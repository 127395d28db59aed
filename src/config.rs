// src/config.rs
// Environment-based configuration - single source of truth for all env vars

use std::path::PathBuf;
use tracing::warn;

fn read_var(name: &str) -> Option<String> {
    std::env::var(name).ok().filter(|v| !v.trim().is_empty())
}

fn parse_bool_env(name: &str) -> Option<bool> {
    read_var(name).map(|v| matches!(v.trim().to_lowercase().as_str(), "1" | "true" | "yes" | "on"))
}

fn parse_int_env(name: &str, default: i64) -> i64 {
    read_var(name)
        .and_then(|v| v.trim().parse().ok())
        .unwrap_or(default)
}

/// Engine settings, read once from the environment.
///
/// Chunk bounds are clamped on load: negative minimums go to zero,
/// non-positive maximums to one, and a minimum above the maximum is
/// pulled down to it.
#[derive(Debug, Clone)]
pub struct Settings {
    /// Root directory holding `personas/{persona_id}/memory.db` and backups.
    pub saiverse_home: PathBuf,

    // Embedding model
    pub embed_model: String,
    pub embed_base_url: Option<String>,
    pub embed_api_key: Option<String>,
    pub embed_dim: Option<usize>,

    // Chat model
    pub llm_base_url: Option<String>,
    pub llm_api_key: Option<String>,
    pub llm_model: String,

    // Recall defaults
    pub last_messages: usize,
    pub topk: usize,
    pub range_before: usize,
    pub range_after: usize,
    pub scope: String,

    // Chunking
    pub chunk_min_chars: usize,
    pub chunk_max_chars: usize,

    // Chronicle
    pub batch_size: usize,
    pub consolidation_size: usize,
    pub include_timestamp: bool,

    // Backup
    pub backup_keep: usize,
    pub backup_lock_wait_secs: u64,
}

impl Settings {
    /// Load settings from environment variables.
    pub fn from_env() -> Self {
        let saiverse_home = read_var("SAIVERSE_HOME")
            .map(PathBuf::from)
            .or_else(|| dirs::home_dir().map(|h| h.join(".saiverse")))
            .unwrap_or_else(|| PathBuf::from(".saiverse"));

        let mut chunk_min_chars = parse_int_env("MEMORY_WEAVE_CHUNK_MIN_CHARS", 120).max(0) as usize;
        let chunk_max_chars = parse_int_env("MEMORY_WEAVE_CHUNK_MAX_CHARS", 480).max(1) as usize;
        if chunk_min_chars > chunk_max_chars {
            warn!(
                chunk_min_chars,
                chunk_max_chars, "chunk minimum above maximum, clamping"
            );
            chunk_min_chars = chunk_max_chars;
        }

        Self {
            saiverse_home,
            embed_model: read_var("MEMORY_WEAVE_EMBED_MODEL")
                .unwrap_or_else(|| "intfloat/multilingual-e5-small".to_string()),
            embed_base_url: read_var("MEMORY_WEAVE_EMBED_BASE_URL")
                .or_else(|| read_var("OLLAMA_HOST")),
            embed_api_key: read_var("OPENAI_API_KEY"),
            embed_dim: read_var("MEMORY_WEAVE_EMBED_DIM").and_then(|v| v.parse().ok()),
            llm_base_url: read_var("MEMORY_WEAVE_LLM_BASE_URL"),
            llm_api_key: read_var("MEMORY_WEAVE_LLM_API_KEY").or_else(|| read_var("OPENAI_API_KEY")),
            llm_model: read_var("MEMORY_WEAVE_MODEL").unwrap_or_else(|| "gpt-5".to_string()),
            last_messages: parse_int_env("MEMORY_WEAVE_LAST_MESSAGES", 8).max(0) as usize,
            topk: parse_int_env("MEMORY_WEAVE_TOPK", 5).max(0) as usize,
            range_before: parse_int_env("MEMORY_WEAVE_RANGE_BEFORE", 1).max(0) as usize,
            range_after: parse_int_env("MEMORY_WEAVE_RANGE_AFTER", 1).max(0) as usize,
            scope: read_var("MEMORY_WEAVE_SCOPE").unwrap_or_else(|| "resource".to_string()),
            chunk_min_chars,
            chunk_max_chars,
            batch_size: parse_int_env("MEMORY_WEAVE_BATCH_SIZE", 20).max(1) as usize,
            consolidation_size: parse_int_env("MEMORY_WEAVE_CONSOLIDATION_SIZE", 10).max(2) as usize,
            include_timestamp: parse_bool_env("MEMORY_WEAVE_INCLUDE_TIMESTAMP").unwrap_or(true),
            backup_keep: parse_int_env("MEMORY_WEAVE_BACKUP_KEEP", 10).max(1) as usize,
            backup_lock_wait_secs: parse_int_env("MEMORY_WEAVE_BACKUP_LOCK_WAIT_SEC", 10).max(0)
                as u64,
        }
    }

    /// Directory holding a persona's database and adjacent state files.
    pub fn persona_dir(&self, persona_id: &str) -> PathBuf {
        self.saiverse_home.join("personas").join(persona_id)
    }

    /// Path of a persona's memory database.
    pub fn memory_db_path(&self, persona_id: &str) -> PathBuf {
        self.persona_dir(persona_id).join("memory.db")
    }

    /// Root for simple timestamped backups.
    pub fn simple_backup_root(&self) -> PathBuf {
        self.saiverse_home.join("backups").join("saimemory_simple")
    }

    /// Root for the external incremental backup repositories.
    pub fn rdiff_backup_root(&self) -> PathBuf {
        self.saiverse_home.join("backups").join("saimemory_rdiff")
    }

    /// Global backup lock file path.
    pub fn backup_lock_path(&self) -> PathBuf {
        self.rdiff_backup_root().join("saimemory_backup.lock")
    }
}

impl Default for Settings {
    fn default() -> Self {
        Self::from_env()
    }
}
————
> **Instructions for the task**: What is needed is an exact copy of the line containing "pub fn persona_dir(&self, persona_id: &str)" and each line after it, through the final line of the entries above.

> **Your solution**:
    pub fn persona_dir(&self, persona_id: &str) -> PathBuf {
        self.saiverse_home.join("personas").join(persona_id)
    }

    /// Path of a persona's memory database.
    pub fn memory_db_path(&self, persona_id: &str) -> PathBuf {
        self.persona_dir(persona_id).join("memory.db")
    }

    /// Root for simple timestamped backups.
    pub fn simple_backup_root(&self) -> PathBuf {
        self.saiverse_home.join("backups").join("saimemory_simple")
    }

    /// Root for the external incremental backup repositories.
    pub fn rdiff_backup_root(&self) -> PathBuf {
        self.saiverse_home.join("backups").join("saimemory_rdiff")
    }

    /// Global backup lock file path.
    pub fn backup_lock_path(&self) -> PathBuf {
        self.rdiff_backup_root().join("saimemory_backup.lock")
    }
}

impl Default for Settings {
    fn default() -> Self {
        Self::from_env()
    }
}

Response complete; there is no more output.